De vrijheid van meningsuiting is in ons land vanzelfsprekend. Iedereen is er voor, als je er naar vraagt. Maar in de praktijk van het publieke debat blijkt maar al te vaak dat veel mensen niet begrijpen waar het werkelijk om gaat. Iedereen eist voor zichzelf het recht op om te zeggen wat hij wil, maar velen onthouden niet zelden anderen het recht om dat ook te doen. In het publieke debat meet iedereen met twee maten, volgens Meindert Fennema op de achterflap van het boek: een voor zichzelf en een voor de tegenstander. Je mag niet schelden, niet beledigen, geen haat zaaien, geen vergelijking maken met Hitler, je moet fatsoenlijk blijven, terughoudend zijn, en ga zo maar door. Verwer maakt zich in zijn boek kwaad over het feit dat we deze vrijheid zo weinig serieus nemen. Dat er altijd een ‘maar’ is als iemand verklaart voorstander van de vrijheid van meningsuiting te zijn.
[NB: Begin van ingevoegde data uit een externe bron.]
//! Search Manager — grep (regex + glob include filter) and glob, both capped
//! at a fixed row count with an explicit truncation marker.

use std::path::Path;

use globset::GlobBuilder;
use regex::Regex;
use taskctl_core::{ErrorKind, ExecutionResult};
use tracing::debug;
use walkdir::WalkDir;

pub struct SearchManager {
    result_limit: usize,
}

impl SearchManager {
    pub fn new(result_limit: usize) -> Self {
        Self { result_limit }
    }

    pub fn from_config(config: &taskctl_core::Config) -> Self {
        Self::new(config.search_result_limit)
    }

    pub fn grep(&self, pattern: &str, path: Option<&str>, include: Option<&str>) -> ExecutionResult {
        let regex = match Regex::new(pattern) {
            Ok(r) => r,
            Err(e) => return ExecutionResult::error(ErrorKind::Validation, format!("invalid regex: {e}")),
        };

        let root = resolve_root(path);
        let include_glob = match include {
            Some(g) => match GlobBuilder::new(g).literal_separator(false).build() {
                Ok(g) => Some(g.compile_matcher()),
                Err(e) => return ExecutionResult::error(ErrorKind::Validation, format!("invalid include glob: {e}")),
            },
            None => None,
        };

        let mut rows = Vec::new();
        let mut truncated = false;

        'walk: for entry in walk(&root) {
            if !entry.file_type().is_file() {
                continue;
            }
            if let Some(ref glob) = include_glob {
                let name = entry.file_name().to_string_lossy();
                if !glob.is_match(name.as_ref()) {
                    continue;
                }
            }
            let Ok(content) = std::fs::read_to_string(entry.path()) else { continue };
            for (i, line) in content.lines().enumerate() {
                if regex.is_match(line) {
                    rows.push(format!("{}:{}:{}", entry.path().display(), i + 1, line));
                    if rows.len() >= self.result_limit {
                        truncated = true;
                        break 'walk;
                    }
                }
            }
        }

        debug!(pattern, rows = rows.len(), truncated, "search: grep");
        self.finish(rows, truncated, "No matches found")
    }

    pub fn glob(&self, pattern: &str, path: Option<&str>) -> ExecutionResult {
        let root = resolve_root(path);
        let glob = match GlobBuilder::new(pattern).literal_separator(false).build() {
            Ok(g) => g.compile_matcher(),
            Err(e) => return ExecutionResult::error(ErrorKind::Validation, format!("invalid glob pattern: {e}")),
        };

        let mut matches = Vec::new();
        let mut truncated = false;
        for entry in walk(&root) {
            if !entry.file_type().is_file() {
                continue;
            }
            let rel = entry.path().strip_prefix(&root).unwrap_or(entry.path());
            if glob.is_match(rel) {
                matches.push(entry.path().display().to_string());
                if matches.len() >= self.result_limit {
                    truncated = true;
                    break;
                }
            }
        }

        debug!(pattern, matches = matches.len(), truncated, "search: glob");
        self.finish(matches, truncated, "No files found")
    }

    fn finish(&self, rows: Vec<String>, truncated: bool, empty_message: &str) -> ExecutionResult {
        if rows.is_empty() && !truncated {
            return ExecutionResult::success(empty_message);
        }
        let payload = rows.join("\n");
        if truncated {
            ExecutionResult::error_with_payload(
                ErrorKind::Truncated,
                format!("results capped at {} rows", self.result_limit),
                payload,
            )
        } else {
            ExecutionResult::success(payload)
        }
    }
}

fn resolve_root(path: Option<&str>) -> std::path::PathBuf {
    match path {
        Some(p) => std::path::PathBuf::from(p),
        None => std::env::current_dir().unwrap_or_else(|_| std::path::PathBuf::from(".")),
    }
}

fn walk(root: &Path) -> impl Iterator<Item = walkdir::DirEntry> {
    WalkDir::new(root)
        .follow_links(false)
        .into_iter()
        .filter_entry(|e| {
            let name = e.file_name().to_string_lossy();
            !name.starts_with('.') && name != "node_modules" && name != "target"
        })
        .filter_map(|e| e.ok())
}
Waarom hebben we zo’n moeite met het in praktijk brengen van een principe waar we in het algemeen gesteld zo hartstochtelijk voor zijn? Het is niet alleen een kwestie van de ander misgunnen wat we voor onszelf opeisen. Het ‘maar’ wordt het meest gehoord bij radicale uitspraken die ons gevoel raken. Verwer somt een aantal voorbeelden op en schrijft dan: “Zelf voelde ik me erg ongemakkelijk bij deze opmerkingen, soms verontwaardigd.” Het ongemakkelijke gevoel. Daar zit de bron van het onvermogen om consequent met de vrijheid van meningsuiting om te gaan. We willen niet dat onze rust verstoord wordt, we willen gespaard blijven voor ongemakkelijke gevoelens. Het is niet verwonderlijk dat in een samenleving waarin mensen bovenmatig gehecht zijn aan de rust van hun ‘comfort-zone’ ongemakkelijk voelende uitingen uitgeband worden. We willen een schokvrije samenleving en alleen nog prettig verrast worden. Rust voor de lange tenen. Het is een waardevolle observatie die Verwer ons hier meegeeft. Hij noemt verder ook nog terecht de angst voor het afwijkende. De toets voor de tolerantie die de vrijheid van meningsuiting van ons vraagt zit in het wederkerigheidsbeginsel. Maar wie bang is voor het onbekende andere, voor vreemden uitsluitend vanwege hun vreemd zijn, zal er moeite mee houden die wederkerigheid in praktijk te brengen.